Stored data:
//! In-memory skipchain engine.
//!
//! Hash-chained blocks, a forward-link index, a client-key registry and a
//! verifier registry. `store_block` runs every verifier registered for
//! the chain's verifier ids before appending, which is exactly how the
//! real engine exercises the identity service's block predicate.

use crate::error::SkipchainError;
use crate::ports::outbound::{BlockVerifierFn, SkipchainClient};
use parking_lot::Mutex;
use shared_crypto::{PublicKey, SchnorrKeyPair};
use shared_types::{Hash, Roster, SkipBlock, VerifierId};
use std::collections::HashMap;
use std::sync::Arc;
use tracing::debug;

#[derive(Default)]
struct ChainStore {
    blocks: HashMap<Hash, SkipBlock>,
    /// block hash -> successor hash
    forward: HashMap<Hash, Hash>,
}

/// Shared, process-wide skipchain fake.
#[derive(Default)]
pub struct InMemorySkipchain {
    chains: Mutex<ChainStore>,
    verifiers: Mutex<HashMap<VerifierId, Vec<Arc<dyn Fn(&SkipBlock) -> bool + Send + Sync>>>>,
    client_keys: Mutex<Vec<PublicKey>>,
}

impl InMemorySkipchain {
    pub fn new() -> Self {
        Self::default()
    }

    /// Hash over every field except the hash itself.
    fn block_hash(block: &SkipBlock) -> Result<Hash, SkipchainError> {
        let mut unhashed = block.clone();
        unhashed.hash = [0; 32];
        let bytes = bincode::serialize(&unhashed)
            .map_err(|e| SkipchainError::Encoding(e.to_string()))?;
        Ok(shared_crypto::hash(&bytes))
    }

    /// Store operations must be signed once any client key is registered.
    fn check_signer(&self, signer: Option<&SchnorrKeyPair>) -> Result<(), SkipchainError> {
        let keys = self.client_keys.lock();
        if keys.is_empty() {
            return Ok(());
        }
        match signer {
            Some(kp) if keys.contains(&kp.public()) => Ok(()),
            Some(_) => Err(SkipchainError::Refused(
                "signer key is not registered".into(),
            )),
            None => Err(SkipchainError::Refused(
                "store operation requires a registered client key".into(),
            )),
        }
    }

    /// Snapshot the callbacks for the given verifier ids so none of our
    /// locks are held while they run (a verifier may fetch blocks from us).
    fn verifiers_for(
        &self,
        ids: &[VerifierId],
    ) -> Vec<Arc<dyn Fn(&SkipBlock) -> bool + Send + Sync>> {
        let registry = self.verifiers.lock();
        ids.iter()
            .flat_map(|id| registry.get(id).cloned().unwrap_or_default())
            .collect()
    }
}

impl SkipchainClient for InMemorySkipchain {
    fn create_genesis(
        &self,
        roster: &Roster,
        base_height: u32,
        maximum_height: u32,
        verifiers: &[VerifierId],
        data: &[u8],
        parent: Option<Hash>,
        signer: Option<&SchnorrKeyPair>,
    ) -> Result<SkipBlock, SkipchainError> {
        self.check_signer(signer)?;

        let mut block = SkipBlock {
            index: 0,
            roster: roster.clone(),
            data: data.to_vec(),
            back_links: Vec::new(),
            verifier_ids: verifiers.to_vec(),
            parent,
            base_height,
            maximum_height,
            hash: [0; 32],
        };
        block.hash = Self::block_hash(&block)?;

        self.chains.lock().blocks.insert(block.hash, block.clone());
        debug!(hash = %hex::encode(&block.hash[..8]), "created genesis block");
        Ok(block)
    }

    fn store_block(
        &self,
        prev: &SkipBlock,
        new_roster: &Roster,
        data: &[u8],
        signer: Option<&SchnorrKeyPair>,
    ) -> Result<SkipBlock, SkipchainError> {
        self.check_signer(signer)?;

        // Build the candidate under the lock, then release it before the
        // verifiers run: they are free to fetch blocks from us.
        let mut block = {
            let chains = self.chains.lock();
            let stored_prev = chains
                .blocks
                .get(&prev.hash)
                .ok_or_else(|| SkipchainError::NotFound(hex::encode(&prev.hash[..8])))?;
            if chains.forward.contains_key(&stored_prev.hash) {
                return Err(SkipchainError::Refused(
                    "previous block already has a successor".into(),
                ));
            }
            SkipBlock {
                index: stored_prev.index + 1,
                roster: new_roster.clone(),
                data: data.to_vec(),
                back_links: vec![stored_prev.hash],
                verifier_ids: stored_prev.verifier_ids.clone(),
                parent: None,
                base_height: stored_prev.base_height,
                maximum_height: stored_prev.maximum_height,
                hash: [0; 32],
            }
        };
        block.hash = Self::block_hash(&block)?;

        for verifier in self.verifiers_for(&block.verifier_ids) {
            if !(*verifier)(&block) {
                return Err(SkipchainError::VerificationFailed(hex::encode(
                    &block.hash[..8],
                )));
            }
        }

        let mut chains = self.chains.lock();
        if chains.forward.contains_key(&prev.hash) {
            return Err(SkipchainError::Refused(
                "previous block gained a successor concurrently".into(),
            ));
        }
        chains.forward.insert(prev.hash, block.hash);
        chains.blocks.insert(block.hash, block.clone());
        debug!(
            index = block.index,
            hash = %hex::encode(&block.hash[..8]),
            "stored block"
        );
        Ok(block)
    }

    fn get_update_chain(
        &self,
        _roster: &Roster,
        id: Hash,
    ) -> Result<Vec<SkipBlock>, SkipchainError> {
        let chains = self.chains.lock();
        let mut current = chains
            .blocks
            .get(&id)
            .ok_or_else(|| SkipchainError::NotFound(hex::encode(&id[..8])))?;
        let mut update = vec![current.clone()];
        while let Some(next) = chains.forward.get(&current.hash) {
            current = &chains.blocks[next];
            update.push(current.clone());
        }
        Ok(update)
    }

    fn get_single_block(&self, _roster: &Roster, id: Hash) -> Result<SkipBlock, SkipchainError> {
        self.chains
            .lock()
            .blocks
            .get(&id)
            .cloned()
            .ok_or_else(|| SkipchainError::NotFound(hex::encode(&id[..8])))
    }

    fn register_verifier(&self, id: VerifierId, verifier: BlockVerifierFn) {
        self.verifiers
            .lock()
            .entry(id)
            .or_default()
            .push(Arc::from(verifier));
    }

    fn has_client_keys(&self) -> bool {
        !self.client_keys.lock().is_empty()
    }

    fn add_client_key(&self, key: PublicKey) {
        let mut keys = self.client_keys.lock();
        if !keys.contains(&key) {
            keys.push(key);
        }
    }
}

Problem description - Only lines with the word "before" are wanted, so copy each one from the records.

Response for this exercise -
//! the chain's verifier ids before appending, which is exactly how the
        // Build the candidate under the lock, then release it before the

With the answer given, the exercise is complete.